WORK REQUEST:
A word-for-word transcription of the listing is all that is needed.
● ● ● ● ●
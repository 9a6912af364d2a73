//! Convert images between formats, one file or a whole folder.

use std::fs;
use std::path::{Path, PathBuf};

use rayon::prelude::*;
use tracing::{debug, info, warn};

use super::{INPUT_EXTENSIONS, TargetFormat, check_overwrite, default_output_dir, has_extension, open_image, save_image};
use crate::error::{Result, ToolError};
use crate::report::Report;

#[derive(Debug, Clone)]
pub struct ConvertOptions {
    pub format: TargetFormat,
    /// 1..=100, values outside are clamped
    pub quality: u8,
    /// Where converted files go; defaults to the input's folder
    pub output_dir: Option<PathBuf>,
    pub overwrite: bool,
}

impl Default for ConvertOptions {
    fn default() -> Self {
        Self {
            format: TargetFormat::Png,
            quality: 100,
            output_dir: None,
            overwrite: false,
        }
    }
}

/// `{output_dir}/{stem}.{ext}`
pub fn converted_path(input: &Path, output_dir: &Path, format: TargetFormat) -> PathBuf {
    let stem = input
        .file_stem()
        .and_then(|s| s.to_str())
        .unwrap_or("image");
    output_dir.join(format!("{stem}.{}", format.extension()))
}

/// Convert one image into `output_dir`.
pub fn convert_image(input: &Path, output_dir: &Path, options: &ConvertOptions) -> Result<PathBuf> {
    let target = converted_path(input, output_dir, options.format);
    if target == input {
        return Err(ToolError::InvalidInput(format!(
            "{} is already a .{} file in the output folder",
            input.display(),
            options.format.extension()
        )));
    }
    check_overwrite(&target, options.overwrite)?;

    let image = open_image(input)?;
    save_image(&image, &target, options.format, options.quality)?;
    debug!("{} -> {}", input.display(), target.display());
    Ok(target)
}

/// Image files directly inside `dir`, sorted by name.
pub fn list_images(dir: &Path) -> Result<Vec<PathBuf>> {
    let mut files: Vec<PathBuf> = fs::read_dir(dir)?
        .filter_map(|entry| entry.ok().map(|e| e.path()))
        .filter(|p| p.is_file() && has_extension(p, &INPUT_EXTENSIONS))
        .collect();
    files.sort();
    Ok(files)
}

/// Convert `input`, which may be a single image or a folder of images.
///
/// In folder mode a failing file is recorded and the batch continues.
pub fn convert_path(input: &Path, options: &ConvertOptions) -> Result<Report> {
    let mut report = Report::new("image-convert");

    if input.is_file() {
        let output_dir = options
            .output_dir
            .clone()
            .unwrap_or_else(|| default_output_dir(input));
        fs::create_dir_all(&output_dir)?;
        let target = convert_image(input, &output_dir, options)?;
        report.push_output(&target);
        return Ok(report.with_summary(format!("converted {}", input.display())));
    }
    if !input.is_dir() {
        return Err(ToolError::MissingInput(input.to_path_buf()));
    }

    let output_dir = options.output_dir.clone().unwrap_or_else(|| input.to_path_buf());
    fs::create_dir_all(&output_dir)?;
    let files = list_images(input)?;
    if files.is_empty() {
        return Err(ToolError::InvalidInput(format!(
            "no convertible images in {}",
            input.display()
        )));
    }

    info!("Converting {} images to {}", files.len(), options.format.extension());
    let results: Vec<(PathBuf, Result<PathBuf>)> = files
        .par_iter()
        .map(|file| (file.clone(), convert_image(file, &output_dir, options)))
        .collect();

    for (file, result) in results {
        match result {
            Ok(target) => report.push_output(&target),
            Err(e) => {
                warn!("Failed to convert {}: {}", file.display(), e);
                report.push_failure(&file, &e);
            }
        }
    }

    let summary = format!(
        "converted {} of {} images ({} failed)",
        report.outputs.len(),
        files.len(),
        report.failures.len()
    );
    Ok(report.with_summary(summary))
}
● ● ● ● ●
ANSWER TO THE EXERCISE:
repository 9a6912af364d2a73
//! Convert images between formats, one file or a whole folder.

use std::fs;
use std::path::{Path, PathBuf};

use rayon::prelude::*;
use tracing::{debug, info, warn};

use super::{INPUT_EXTENSIONS, TargetFormat, check_overwrite, default_output_dir, has_extension, open_image, save_image};
use crate::error::{Result, ToolError};
use crate::report::Report;

#[derive(Debug, Clone)]
pub struct ConvertOptions {
    pub format: TargetFormat,
    /// 1..=100, values outside are clamped
    pub quality: u8,
    /// Where converted files go; defaults to the input's folder
    pub output_dir: Option<PathBuf>,
    pub overwrite: bool,
}

impl Default for ConvertOptions {
    fn default() -> Self {
        Self {
            format: TargetFormat::Png,
            quality: 100,
            output_dir: None,
            overwrite: false,
        }
    }
}

/// `{output_dir}/{stem}.{ext}`
pub fn converted_path(input: &Path, output_dir: &Path, format: TargetFormat) -> PathBuf {
    let stem = input
        .file_stem()
        .and_then(|s| s.to_str())
        .unwrap_or("image");
    output_dir.join(format!("{stem}.{}", format.extension()))
}

/// Convert one image into `output_dir`.
pub fn convert_image(input: &Path, output_dir: &Path, options: &ConvertOptions) -> Result<PathBuf> {
    let target = converted_path(input, output_dir, options.format);
    if target == input {
        return Err(ToolError::InvalidInput(format!(
            "{} is already a .{} file in the output folder",
            input.display(),
            options.format.extension()
        )));
    }
    check_overwrite(&target, options.overwrite)?;

    let image = open_image(input)?;
    save_image(&image, &target, options.format, options.quality)?;
    debug!("{} -> {}", input.display(), target.display());
    Ok(target)
}

/// Image files directly inside `dir`, sorted by name.
pub fn list_images(dir: &Path) -> Result<Vec<PathBuf>> {
    let mut files: Vec<PathBuf> = fs::read_dir(dir)?
        .filter_map(|entry| entry.ok().map(|e| e.path()))
        .filter(|p| p.is_file() && has_extension(p, &INPUT_EXTENSIONS))
        .collect();
    files.sort();
    Ok(files)
}

/// Convert `input`, which may be a single image or a folder of images.
///
/// In folder mode a failing file is recorded and the batch continues.
pub fn convert_path(input: &Path, options: &ConvertOptions) -> Result<Report> {
    let mut report = Report::new("image-convert");

    if input.is_file() {
        let output_dir = options
            .output_dir
            .clone()
            .unwrap_or_else(|| default_output_dir(input));
        fs::create_dir_all(&output_dir)?;
        let target = convert_image(input, &output_dir, options)?;
        report.push_output(&target);
        return Ok(report.with_summary(format!("converted {}", input.display())));
    }
    if !input.is_dir() {
        return Err(ToolError::MissingInput(input.to_path_buf()));
    }

    let output_dir = options.output_dir.clone().unwrap_or_else(|| input.to_path_buf());
    fs::create_dir_all(&output_dir)?;
    let files = list_images(input)?;
    if files.is_empty() {
        return Err(ToolError::InvalidInput(format!(
            "no convertible images in {}",
            input.display()
        )));
    }

    info!("Converting {} images to {}", files.len(), options.format.extension());
    let results: Vec<(PathBuf, Result<PathBuf>)> = files
        .par_iter()
        .map(|file| (file.clone(), convert_image(file, &output_dir, options)))
        .collect();

    for (file, result) in results {
        match result {
            Ok(target) => report.push_output(&target),
            Err(e) => {
                warn!("Failed to convert {}: {}", file.display(), e);
                report.push_failure(&file, &e);
            }
        }
    }

    let summary = format!(
        "converted {} of {} images ({} failed)",
        report.outputs.len(),
        files.len(),
        report.failures.len()
    );
    Ok(report.with_summary(summary))
}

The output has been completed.